### DESCRIPTION OF THE TASK
Read through the data below and state how many of its lines contain the word "files", adding nothing.

### DATA RECORDS
++++++++++
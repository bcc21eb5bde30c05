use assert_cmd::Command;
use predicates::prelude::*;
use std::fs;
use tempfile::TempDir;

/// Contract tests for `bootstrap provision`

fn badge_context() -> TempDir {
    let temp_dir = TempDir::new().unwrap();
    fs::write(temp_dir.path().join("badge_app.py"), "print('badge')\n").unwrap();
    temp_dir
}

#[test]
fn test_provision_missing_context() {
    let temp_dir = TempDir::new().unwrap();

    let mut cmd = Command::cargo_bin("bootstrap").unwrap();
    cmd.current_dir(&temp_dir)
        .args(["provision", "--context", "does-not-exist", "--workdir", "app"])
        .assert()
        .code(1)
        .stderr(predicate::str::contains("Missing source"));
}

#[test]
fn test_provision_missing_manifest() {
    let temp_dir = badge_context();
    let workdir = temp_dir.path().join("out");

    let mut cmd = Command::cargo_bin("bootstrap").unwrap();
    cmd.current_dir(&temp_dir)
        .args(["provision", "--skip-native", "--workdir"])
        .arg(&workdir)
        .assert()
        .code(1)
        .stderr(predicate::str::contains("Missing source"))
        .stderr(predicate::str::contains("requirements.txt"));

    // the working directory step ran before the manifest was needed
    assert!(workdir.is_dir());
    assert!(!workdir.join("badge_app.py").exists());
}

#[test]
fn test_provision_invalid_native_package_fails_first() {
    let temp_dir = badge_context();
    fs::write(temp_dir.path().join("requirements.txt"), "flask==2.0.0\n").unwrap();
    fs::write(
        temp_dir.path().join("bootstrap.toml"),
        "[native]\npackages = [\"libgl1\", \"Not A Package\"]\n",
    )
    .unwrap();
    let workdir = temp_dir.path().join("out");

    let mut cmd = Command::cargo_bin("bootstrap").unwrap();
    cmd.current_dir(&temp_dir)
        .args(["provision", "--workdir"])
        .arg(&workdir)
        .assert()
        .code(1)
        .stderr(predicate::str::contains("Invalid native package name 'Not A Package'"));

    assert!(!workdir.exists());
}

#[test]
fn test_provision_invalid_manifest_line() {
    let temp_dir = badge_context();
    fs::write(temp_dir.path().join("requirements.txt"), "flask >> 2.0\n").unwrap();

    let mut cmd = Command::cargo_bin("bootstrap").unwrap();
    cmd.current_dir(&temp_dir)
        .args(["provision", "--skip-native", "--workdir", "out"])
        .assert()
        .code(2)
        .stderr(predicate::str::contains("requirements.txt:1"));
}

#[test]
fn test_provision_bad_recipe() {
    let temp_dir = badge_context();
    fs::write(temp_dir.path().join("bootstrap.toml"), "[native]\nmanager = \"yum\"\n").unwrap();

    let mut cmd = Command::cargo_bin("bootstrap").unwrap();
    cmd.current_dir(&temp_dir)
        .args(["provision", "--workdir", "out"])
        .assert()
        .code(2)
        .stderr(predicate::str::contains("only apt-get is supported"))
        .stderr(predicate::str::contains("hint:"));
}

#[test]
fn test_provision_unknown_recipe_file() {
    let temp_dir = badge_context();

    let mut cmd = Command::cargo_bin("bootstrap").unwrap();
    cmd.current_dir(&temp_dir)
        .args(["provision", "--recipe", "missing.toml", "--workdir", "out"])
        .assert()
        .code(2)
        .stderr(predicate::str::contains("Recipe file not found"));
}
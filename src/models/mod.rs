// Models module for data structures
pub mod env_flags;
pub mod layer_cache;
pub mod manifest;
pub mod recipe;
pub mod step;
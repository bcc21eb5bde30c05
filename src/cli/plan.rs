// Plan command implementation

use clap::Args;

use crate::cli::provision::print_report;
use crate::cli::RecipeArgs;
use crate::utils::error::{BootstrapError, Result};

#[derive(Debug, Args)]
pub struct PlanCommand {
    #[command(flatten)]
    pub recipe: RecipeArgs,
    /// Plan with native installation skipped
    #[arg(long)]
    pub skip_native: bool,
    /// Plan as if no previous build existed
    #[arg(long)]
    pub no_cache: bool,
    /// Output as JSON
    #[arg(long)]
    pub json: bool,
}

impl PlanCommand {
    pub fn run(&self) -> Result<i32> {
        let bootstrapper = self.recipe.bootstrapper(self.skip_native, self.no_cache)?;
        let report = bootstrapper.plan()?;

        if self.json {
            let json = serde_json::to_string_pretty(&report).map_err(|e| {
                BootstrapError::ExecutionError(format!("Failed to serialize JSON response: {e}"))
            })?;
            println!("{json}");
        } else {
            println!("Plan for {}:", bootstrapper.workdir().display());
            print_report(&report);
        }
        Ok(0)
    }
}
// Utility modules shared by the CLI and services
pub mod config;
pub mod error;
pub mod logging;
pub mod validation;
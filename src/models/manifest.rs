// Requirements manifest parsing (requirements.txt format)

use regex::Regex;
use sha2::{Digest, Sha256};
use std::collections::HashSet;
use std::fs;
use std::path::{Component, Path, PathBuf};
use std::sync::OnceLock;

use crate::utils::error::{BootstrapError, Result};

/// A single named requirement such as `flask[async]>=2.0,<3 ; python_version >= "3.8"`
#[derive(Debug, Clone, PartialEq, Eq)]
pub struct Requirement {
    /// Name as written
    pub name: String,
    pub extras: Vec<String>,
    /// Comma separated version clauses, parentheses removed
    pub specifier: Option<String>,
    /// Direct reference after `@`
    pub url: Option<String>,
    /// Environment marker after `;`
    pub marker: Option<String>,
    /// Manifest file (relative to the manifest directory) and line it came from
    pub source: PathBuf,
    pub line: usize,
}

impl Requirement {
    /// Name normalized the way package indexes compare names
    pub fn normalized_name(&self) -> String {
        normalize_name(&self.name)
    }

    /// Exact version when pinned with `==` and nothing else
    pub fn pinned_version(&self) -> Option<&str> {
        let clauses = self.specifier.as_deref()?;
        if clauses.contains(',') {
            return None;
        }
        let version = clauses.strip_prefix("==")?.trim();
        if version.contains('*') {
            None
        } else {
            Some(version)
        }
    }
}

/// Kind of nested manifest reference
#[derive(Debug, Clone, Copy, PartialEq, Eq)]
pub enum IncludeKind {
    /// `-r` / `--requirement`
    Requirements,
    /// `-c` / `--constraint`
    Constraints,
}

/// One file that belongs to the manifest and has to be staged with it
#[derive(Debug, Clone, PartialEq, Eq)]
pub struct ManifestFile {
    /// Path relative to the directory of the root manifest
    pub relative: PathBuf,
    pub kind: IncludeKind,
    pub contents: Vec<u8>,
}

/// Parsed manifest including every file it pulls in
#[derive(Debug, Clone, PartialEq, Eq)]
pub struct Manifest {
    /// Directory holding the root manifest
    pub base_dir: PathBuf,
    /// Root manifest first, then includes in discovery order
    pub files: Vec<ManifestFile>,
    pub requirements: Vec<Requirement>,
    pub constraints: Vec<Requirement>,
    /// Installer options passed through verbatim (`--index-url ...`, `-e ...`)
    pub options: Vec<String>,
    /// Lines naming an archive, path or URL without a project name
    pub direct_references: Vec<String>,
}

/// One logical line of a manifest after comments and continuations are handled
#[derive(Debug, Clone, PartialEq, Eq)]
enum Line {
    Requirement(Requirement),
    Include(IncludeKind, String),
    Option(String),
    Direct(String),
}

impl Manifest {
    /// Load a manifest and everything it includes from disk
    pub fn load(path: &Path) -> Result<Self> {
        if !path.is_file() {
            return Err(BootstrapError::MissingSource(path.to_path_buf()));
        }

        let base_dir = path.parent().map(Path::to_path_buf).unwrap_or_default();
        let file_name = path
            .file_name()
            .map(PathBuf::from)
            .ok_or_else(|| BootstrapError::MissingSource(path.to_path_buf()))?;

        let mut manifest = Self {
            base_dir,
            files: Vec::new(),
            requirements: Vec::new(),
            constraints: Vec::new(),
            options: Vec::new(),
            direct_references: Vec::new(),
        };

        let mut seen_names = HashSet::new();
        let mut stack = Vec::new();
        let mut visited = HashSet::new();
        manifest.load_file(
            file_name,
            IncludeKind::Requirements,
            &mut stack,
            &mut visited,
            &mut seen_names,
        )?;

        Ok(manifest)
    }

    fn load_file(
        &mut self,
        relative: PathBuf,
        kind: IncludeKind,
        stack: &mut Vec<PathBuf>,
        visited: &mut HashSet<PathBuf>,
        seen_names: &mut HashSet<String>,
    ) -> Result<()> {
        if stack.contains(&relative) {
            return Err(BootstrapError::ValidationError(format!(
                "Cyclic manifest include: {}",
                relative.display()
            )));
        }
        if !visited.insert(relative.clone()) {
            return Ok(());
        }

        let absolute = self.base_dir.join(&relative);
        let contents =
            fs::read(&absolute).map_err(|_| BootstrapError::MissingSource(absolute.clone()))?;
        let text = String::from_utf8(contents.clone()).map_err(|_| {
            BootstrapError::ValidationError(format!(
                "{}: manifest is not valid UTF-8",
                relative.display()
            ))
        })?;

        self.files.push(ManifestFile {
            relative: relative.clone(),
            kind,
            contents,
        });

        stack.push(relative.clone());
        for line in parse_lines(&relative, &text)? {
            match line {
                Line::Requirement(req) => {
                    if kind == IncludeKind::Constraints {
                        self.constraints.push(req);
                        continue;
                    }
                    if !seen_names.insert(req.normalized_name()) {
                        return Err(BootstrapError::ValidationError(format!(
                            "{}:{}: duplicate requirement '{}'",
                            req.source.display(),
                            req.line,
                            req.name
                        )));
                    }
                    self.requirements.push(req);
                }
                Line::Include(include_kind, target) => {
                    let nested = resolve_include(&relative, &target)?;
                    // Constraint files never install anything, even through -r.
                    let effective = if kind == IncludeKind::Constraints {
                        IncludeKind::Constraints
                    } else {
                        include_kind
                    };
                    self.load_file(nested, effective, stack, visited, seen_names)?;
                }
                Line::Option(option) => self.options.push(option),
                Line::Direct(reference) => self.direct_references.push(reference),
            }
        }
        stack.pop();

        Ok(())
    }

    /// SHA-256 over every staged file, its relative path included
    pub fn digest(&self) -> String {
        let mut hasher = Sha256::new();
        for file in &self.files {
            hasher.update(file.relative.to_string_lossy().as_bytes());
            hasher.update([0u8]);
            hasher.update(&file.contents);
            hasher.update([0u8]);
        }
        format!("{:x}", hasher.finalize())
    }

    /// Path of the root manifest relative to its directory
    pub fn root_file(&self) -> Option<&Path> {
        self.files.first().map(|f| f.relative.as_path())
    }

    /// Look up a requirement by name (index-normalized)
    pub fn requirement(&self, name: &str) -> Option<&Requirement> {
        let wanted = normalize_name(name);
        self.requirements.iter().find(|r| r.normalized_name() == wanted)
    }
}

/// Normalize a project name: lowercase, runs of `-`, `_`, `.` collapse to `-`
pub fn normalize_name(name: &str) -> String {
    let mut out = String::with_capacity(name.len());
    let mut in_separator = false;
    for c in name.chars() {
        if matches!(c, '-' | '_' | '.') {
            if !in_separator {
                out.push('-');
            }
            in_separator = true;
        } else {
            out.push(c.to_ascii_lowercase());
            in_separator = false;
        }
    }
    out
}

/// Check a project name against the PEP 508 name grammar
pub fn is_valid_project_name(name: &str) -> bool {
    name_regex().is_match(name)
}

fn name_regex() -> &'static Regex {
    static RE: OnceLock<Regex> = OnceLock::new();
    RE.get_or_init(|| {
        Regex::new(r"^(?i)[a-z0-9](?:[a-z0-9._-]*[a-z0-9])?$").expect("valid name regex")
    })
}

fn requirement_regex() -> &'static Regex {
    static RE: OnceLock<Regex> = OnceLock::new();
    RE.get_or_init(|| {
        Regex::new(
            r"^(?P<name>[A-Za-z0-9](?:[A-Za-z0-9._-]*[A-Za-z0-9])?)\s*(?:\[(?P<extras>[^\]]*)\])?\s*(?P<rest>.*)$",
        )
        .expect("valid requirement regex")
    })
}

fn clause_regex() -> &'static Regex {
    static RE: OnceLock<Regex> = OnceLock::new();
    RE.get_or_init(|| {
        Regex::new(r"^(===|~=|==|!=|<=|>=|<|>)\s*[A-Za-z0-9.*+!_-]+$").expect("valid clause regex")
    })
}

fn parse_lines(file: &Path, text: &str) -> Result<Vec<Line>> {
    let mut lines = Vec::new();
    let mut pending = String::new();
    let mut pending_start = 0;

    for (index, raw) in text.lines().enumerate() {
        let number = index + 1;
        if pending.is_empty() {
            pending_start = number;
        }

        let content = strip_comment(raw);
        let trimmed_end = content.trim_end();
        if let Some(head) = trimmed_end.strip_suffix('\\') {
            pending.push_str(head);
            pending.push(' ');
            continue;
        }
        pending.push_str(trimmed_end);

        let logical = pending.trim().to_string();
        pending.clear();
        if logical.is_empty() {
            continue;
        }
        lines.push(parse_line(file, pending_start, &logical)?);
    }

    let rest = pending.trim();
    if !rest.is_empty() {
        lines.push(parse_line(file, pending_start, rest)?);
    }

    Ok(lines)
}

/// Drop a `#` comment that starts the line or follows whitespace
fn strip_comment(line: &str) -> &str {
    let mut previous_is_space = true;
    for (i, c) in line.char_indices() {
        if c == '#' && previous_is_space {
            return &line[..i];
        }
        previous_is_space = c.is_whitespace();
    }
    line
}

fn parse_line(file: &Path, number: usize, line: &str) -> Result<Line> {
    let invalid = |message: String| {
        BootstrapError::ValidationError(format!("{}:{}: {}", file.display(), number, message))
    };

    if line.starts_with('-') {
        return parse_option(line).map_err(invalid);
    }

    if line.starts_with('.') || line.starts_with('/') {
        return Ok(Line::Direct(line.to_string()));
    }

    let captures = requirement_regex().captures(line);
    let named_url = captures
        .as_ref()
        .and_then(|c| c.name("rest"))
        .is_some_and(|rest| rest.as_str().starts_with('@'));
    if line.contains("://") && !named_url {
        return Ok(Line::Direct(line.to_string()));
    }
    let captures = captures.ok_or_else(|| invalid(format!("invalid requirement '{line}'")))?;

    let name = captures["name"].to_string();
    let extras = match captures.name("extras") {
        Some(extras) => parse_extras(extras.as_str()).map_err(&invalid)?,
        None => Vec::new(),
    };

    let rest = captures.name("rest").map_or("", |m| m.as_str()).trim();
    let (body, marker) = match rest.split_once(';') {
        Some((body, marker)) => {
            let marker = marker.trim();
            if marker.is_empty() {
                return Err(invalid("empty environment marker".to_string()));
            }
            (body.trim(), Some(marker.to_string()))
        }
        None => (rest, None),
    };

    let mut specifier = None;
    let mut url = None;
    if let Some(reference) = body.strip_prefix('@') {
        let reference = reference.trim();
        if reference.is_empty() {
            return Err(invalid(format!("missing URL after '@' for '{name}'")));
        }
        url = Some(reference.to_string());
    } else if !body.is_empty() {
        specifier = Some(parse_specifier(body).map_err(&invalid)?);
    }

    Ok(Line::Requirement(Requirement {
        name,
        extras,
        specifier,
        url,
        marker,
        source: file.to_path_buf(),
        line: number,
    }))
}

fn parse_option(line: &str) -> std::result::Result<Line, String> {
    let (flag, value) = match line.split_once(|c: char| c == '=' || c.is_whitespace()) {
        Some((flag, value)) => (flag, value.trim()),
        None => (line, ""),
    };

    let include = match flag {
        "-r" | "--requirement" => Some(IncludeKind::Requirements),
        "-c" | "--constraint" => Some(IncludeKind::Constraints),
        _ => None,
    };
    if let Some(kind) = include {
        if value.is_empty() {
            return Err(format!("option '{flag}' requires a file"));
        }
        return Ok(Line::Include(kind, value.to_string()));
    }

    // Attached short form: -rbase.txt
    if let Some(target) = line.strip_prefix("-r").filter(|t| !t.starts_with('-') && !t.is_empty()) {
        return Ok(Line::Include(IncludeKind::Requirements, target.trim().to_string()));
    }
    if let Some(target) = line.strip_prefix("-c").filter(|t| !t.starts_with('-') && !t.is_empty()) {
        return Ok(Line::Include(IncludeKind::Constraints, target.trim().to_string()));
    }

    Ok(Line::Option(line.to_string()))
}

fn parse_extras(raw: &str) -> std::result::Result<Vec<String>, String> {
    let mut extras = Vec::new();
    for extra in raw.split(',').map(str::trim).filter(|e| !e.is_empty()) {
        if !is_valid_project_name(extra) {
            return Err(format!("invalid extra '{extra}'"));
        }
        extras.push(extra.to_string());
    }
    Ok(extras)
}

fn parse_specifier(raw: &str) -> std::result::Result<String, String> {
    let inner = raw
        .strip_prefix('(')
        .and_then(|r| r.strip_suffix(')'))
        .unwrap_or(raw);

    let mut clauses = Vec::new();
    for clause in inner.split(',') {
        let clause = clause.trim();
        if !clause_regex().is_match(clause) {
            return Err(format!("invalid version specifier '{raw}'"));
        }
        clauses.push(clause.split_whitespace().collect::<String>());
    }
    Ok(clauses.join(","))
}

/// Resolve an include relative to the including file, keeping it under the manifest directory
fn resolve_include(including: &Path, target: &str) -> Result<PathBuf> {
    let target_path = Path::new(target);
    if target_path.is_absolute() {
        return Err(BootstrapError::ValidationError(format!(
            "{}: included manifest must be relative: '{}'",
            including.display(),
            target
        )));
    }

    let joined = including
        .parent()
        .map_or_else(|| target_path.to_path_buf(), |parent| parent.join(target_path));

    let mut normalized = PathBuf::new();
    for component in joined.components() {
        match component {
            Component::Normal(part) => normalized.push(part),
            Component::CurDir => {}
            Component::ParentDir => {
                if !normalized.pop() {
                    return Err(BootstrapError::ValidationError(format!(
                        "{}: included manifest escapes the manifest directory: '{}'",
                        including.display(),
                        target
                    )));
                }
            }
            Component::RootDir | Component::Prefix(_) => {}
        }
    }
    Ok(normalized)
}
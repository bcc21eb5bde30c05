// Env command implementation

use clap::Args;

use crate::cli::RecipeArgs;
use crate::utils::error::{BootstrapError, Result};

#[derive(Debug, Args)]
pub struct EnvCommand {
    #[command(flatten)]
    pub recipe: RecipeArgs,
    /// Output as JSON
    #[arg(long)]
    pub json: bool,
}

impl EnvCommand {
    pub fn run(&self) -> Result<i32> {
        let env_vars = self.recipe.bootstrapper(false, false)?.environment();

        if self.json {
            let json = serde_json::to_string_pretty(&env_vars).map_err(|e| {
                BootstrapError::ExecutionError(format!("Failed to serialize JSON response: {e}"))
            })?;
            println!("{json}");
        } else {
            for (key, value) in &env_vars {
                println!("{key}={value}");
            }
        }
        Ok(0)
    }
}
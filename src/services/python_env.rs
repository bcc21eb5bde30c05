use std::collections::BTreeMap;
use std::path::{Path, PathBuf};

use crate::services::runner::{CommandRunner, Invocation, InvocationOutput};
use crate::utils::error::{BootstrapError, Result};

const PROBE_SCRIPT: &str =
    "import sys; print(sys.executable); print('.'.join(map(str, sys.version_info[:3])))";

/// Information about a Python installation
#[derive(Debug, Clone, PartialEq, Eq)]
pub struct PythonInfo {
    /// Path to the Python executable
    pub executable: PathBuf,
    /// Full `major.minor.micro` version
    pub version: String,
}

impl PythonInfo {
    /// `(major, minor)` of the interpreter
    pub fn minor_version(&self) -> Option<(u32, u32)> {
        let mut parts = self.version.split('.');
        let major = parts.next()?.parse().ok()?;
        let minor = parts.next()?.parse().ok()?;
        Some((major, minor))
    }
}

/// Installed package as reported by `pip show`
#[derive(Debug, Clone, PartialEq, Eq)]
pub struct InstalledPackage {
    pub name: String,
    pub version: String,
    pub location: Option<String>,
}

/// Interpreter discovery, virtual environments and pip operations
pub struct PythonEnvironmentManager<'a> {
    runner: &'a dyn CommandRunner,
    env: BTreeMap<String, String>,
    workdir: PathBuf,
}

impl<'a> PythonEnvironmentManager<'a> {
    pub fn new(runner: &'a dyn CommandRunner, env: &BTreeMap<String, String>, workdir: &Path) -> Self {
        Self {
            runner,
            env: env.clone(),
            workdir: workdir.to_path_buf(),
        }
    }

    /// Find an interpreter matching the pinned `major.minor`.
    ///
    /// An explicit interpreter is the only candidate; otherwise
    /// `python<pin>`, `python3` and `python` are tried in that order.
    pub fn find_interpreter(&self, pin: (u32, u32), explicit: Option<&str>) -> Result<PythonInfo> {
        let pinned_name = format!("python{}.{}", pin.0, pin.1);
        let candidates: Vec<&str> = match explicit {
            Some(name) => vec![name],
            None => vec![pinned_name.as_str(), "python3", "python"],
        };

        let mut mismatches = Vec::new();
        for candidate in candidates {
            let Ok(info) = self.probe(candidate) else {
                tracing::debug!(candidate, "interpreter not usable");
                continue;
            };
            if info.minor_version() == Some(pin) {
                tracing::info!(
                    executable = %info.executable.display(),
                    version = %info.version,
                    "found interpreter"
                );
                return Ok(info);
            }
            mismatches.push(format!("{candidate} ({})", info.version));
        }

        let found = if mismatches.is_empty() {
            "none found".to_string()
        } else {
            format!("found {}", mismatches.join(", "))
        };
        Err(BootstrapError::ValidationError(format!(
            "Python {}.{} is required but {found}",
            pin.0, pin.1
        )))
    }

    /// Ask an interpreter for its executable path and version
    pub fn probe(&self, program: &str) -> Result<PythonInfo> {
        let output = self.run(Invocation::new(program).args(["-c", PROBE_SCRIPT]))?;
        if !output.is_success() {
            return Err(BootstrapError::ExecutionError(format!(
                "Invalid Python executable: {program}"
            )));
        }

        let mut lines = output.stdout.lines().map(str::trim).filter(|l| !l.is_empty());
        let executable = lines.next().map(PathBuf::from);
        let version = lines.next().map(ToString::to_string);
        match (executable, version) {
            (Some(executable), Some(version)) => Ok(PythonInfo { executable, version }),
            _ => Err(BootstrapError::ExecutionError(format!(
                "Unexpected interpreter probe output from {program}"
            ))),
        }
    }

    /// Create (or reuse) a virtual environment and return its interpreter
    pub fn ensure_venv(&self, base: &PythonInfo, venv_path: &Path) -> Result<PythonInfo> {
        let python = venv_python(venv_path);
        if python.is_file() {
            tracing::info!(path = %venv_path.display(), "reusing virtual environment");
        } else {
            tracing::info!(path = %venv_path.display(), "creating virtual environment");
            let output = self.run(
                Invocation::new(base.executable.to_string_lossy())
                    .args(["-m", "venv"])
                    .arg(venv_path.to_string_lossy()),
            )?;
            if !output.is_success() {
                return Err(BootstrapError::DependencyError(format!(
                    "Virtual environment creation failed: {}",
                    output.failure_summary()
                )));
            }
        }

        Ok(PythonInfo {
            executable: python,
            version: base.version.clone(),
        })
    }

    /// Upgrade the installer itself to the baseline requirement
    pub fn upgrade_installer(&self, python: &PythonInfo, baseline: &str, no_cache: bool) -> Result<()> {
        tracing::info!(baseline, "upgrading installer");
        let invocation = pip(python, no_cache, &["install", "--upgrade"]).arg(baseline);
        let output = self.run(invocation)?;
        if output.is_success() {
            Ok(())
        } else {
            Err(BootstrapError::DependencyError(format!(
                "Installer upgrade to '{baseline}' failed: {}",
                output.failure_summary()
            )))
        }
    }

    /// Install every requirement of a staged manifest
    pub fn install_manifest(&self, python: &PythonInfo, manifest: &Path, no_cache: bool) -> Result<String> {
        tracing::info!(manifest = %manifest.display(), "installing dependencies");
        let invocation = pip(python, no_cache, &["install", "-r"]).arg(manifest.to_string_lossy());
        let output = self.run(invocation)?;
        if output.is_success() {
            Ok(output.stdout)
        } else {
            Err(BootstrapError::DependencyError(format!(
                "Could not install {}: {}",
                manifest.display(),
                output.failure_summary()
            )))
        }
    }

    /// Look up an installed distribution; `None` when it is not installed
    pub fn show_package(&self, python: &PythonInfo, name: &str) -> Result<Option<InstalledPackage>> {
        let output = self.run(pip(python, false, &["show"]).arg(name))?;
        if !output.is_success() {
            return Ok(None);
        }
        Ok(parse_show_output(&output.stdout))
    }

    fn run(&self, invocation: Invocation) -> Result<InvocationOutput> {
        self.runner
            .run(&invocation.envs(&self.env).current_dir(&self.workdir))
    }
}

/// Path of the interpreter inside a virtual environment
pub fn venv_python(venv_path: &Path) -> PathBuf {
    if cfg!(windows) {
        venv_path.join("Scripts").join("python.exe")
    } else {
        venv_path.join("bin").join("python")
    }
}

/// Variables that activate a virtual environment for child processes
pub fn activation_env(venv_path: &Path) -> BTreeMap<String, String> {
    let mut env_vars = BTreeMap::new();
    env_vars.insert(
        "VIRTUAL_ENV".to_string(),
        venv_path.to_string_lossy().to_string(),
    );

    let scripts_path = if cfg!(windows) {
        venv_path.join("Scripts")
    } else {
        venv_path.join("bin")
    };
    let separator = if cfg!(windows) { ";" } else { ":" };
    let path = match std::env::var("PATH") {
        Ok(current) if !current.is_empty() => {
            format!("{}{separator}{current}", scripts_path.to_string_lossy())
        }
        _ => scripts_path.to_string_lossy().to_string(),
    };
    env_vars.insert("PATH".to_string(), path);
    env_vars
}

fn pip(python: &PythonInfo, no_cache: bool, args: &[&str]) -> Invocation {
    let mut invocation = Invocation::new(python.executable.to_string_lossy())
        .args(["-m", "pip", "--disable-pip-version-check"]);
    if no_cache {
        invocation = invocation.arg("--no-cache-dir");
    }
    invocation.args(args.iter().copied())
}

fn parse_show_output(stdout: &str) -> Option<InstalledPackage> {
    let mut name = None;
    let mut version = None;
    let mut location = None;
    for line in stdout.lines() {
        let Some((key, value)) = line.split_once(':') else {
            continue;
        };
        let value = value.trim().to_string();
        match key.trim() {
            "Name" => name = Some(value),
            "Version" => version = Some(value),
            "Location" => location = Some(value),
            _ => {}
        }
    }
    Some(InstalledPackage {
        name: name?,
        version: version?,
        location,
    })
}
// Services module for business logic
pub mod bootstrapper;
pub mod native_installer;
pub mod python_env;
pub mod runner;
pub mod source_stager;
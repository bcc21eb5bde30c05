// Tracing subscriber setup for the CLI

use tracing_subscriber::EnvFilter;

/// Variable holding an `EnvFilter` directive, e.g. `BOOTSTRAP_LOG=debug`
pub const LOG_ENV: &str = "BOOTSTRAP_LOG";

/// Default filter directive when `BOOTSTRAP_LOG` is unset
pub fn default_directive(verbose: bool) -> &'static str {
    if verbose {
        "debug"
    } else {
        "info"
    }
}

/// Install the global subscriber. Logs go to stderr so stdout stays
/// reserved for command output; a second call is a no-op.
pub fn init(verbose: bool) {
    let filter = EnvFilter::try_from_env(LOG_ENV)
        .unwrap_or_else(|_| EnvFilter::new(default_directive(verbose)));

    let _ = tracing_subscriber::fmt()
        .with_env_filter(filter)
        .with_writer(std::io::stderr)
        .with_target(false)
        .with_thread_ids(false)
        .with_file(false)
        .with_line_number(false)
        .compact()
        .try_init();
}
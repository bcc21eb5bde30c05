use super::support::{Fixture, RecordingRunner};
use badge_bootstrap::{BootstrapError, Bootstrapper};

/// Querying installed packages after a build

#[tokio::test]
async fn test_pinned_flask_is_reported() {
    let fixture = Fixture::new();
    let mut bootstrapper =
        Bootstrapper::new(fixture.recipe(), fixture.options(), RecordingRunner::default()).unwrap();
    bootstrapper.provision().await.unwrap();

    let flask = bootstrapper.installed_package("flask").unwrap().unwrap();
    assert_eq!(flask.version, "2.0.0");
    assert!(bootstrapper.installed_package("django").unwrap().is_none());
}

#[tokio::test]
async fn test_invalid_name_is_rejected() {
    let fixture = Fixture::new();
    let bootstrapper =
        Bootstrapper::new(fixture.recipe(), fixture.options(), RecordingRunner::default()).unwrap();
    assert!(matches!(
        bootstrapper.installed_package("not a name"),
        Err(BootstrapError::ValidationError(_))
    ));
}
++++++++++
### OUTPUT
6